[Problem details]
Retype the data that follows, keeping every character the same.

(The data Opens)

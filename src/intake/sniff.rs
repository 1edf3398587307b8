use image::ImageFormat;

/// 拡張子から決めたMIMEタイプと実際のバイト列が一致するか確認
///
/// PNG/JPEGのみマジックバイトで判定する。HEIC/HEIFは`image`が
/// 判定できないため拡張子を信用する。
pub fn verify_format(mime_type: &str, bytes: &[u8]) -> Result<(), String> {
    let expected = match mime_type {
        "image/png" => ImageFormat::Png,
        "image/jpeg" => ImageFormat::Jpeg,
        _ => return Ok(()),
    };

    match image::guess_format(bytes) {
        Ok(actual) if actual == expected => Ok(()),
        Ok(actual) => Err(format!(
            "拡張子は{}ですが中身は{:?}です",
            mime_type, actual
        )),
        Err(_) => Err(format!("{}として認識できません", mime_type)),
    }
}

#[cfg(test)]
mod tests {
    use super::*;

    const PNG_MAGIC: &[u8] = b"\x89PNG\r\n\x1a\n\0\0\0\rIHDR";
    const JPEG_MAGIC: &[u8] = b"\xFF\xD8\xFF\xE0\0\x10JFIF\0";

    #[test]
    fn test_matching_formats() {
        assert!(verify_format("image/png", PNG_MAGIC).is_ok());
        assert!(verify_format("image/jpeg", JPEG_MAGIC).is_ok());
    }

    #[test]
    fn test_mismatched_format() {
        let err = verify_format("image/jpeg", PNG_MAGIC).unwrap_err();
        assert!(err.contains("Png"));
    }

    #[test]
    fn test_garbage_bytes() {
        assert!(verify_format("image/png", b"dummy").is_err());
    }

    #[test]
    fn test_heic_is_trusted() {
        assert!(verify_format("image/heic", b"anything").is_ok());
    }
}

(The data Closes)

[Exercise result]
filename src/intake/sniff.rs
repository 1edf3398587307b8
use image::ImageFormat;

/// 拡張子から決めたMIMEタイプと実際のバイト列が一致するか確認
///
/// PNG/JPEGのみマジックバイトで判定する。HEIC/HEIFは`image`が
/// 判定できないため拡張子を信用する。
pub fn verify_format(mime_type: &str, bytes: &[u8]) -> Result<(), String> {
    let expected = match mime_type {
        "image/png" => ImageFormat::Png,
        "image/jpeg" => ImageFormat::Jpeg,
        _ => return Ok(()),
    };

    match image::guess_format(bytes) {
        Ok(actual) if actual == expected => Ok(()),
        Ok(actual) => Err(format!(
            "拡張子は{}ですが中身は{:?}です",
            mime_type, actual
        )),
        Err(_) => Err(format!("{}として認識できません", mime_type)),
    }
}

#[cfg(test)]
mod tests {
    use super::*;

    const PNG_MAGIC: &[u8] = b"\x89PNG\r\n\x1a\n\0\0\0\rIHDR";
    const JPEG_MAGIC: &[u8] = b"\xFF\xD8\xFF\xE0\0\x10JFIF\0";

    #[test]
    fn test_matching_formats() {
        assert!(verify_format("image/png", PNG_MAGIC).is_ok());
        assert!(verify_format("image/jpeg", JPEG_MAGIC).is_ok());
    }

    #[test]
    fn test_mismatched_format() {
        let err = verify_format("image/jpeg", PNG_MAGIC).unwrap_err();
        assert!(err.contains("Png"));
    }

    #[test]
    fn test_garbage_bytes() {
        assert!(verify_format("image/png", b"dummy").is_err());
    }

    #[test]
    fn test_heic_is_trusted() {
        assert!(verify_format("image/heic", b"anything").is_ok());
    }
}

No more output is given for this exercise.